▶ Activity
If "tokio" shows up in a line of the material, return that line.

▶ Data records
***
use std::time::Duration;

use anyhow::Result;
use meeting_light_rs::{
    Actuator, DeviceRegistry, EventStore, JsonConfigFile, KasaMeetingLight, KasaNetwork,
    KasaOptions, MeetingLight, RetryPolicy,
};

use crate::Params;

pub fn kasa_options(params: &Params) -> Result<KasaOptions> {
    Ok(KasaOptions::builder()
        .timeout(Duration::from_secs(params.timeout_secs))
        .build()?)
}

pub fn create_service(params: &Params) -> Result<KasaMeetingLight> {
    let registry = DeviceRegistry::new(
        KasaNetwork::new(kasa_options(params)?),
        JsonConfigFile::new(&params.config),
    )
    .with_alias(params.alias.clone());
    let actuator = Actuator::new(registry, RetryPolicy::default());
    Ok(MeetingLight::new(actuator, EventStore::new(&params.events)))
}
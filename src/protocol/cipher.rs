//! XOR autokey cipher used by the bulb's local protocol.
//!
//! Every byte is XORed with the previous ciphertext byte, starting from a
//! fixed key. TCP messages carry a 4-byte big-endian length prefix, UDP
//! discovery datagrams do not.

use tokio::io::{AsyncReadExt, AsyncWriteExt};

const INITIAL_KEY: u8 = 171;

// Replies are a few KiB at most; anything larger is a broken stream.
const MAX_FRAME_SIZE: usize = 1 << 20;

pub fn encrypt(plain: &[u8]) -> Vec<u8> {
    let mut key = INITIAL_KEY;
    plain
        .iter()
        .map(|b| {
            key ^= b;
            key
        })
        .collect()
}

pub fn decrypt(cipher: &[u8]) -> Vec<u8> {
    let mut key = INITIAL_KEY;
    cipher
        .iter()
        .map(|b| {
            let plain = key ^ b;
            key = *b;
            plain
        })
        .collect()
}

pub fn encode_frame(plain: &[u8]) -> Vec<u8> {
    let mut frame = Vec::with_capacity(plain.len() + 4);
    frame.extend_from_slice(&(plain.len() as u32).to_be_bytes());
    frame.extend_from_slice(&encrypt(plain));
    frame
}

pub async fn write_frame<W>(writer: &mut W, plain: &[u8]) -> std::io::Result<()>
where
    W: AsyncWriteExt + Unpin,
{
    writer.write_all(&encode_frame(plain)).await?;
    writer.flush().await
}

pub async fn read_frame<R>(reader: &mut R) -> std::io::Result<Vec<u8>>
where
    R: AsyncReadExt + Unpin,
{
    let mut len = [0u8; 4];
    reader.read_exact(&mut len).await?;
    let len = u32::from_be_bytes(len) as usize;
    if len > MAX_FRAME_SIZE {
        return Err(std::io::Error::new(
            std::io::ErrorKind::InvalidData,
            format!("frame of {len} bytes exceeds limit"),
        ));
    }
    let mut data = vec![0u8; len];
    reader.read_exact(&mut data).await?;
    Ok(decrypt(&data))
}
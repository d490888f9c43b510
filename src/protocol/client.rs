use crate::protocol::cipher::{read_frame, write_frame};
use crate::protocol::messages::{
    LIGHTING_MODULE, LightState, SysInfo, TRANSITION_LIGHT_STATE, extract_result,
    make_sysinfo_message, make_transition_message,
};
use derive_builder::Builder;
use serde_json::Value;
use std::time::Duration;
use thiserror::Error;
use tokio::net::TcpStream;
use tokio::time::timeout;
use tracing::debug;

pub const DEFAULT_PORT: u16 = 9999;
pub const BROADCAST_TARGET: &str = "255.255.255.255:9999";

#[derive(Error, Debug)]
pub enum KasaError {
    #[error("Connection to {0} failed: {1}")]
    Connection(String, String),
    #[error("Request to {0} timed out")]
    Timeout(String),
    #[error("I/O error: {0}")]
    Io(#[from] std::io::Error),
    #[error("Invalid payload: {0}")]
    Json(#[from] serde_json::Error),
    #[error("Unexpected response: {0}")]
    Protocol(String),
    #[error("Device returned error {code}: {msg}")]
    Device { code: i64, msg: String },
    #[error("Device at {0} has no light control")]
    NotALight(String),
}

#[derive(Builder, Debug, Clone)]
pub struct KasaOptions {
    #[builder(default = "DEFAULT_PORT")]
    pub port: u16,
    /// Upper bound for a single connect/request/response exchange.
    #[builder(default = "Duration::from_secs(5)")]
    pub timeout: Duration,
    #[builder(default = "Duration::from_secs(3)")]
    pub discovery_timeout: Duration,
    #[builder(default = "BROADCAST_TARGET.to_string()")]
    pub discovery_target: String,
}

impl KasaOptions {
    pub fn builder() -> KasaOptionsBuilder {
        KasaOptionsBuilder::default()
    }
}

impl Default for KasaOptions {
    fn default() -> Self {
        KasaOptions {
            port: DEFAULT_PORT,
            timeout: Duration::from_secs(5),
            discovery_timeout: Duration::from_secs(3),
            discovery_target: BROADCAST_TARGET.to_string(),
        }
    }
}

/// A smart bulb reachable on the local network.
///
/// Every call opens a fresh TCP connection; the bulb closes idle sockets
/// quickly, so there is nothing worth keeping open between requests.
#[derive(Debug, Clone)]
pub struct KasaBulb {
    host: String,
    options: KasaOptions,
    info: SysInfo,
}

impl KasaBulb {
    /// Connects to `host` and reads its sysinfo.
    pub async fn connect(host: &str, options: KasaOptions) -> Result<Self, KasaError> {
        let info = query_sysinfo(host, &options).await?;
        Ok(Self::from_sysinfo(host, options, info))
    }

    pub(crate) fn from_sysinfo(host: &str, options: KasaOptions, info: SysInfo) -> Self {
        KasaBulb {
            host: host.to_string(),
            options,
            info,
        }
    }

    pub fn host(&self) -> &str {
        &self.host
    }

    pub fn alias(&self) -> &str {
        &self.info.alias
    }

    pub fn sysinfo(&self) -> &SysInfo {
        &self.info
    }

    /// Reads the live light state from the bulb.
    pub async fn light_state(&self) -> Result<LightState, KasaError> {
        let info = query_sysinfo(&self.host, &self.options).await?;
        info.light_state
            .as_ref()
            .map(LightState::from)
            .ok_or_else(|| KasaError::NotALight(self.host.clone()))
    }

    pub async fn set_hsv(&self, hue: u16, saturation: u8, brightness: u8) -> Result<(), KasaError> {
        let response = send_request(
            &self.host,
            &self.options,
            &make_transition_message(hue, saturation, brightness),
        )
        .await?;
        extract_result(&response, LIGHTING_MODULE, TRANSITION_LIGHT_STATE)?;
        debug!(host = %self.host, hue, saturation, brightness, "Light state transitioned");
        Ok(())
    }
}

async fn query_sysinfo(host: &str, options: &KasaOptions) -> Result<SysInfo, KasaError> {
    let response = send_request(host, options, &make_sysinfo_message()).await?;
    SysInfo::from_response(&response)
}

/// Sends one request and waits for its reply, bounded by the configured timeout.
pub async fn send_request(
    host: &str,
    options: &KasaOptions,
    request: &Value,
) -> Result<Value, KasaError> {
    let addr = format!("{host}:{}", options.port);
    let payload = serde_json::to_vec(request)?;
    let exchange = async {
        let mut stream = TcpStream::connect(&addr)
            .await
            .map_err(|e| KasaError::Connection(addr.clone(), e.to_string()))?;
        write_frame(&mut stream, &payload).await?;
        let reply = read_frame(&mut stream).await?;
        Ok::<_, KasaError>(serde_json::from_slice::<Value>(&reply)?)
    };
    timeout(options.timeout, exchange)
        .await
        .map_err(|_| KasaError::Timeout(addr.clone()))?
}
***
▶ Response below
use tokio::io::{AsyncReadExt, AsyncWriteExt};
use tokio::net::TcpStream;
use tokio::time::timeout;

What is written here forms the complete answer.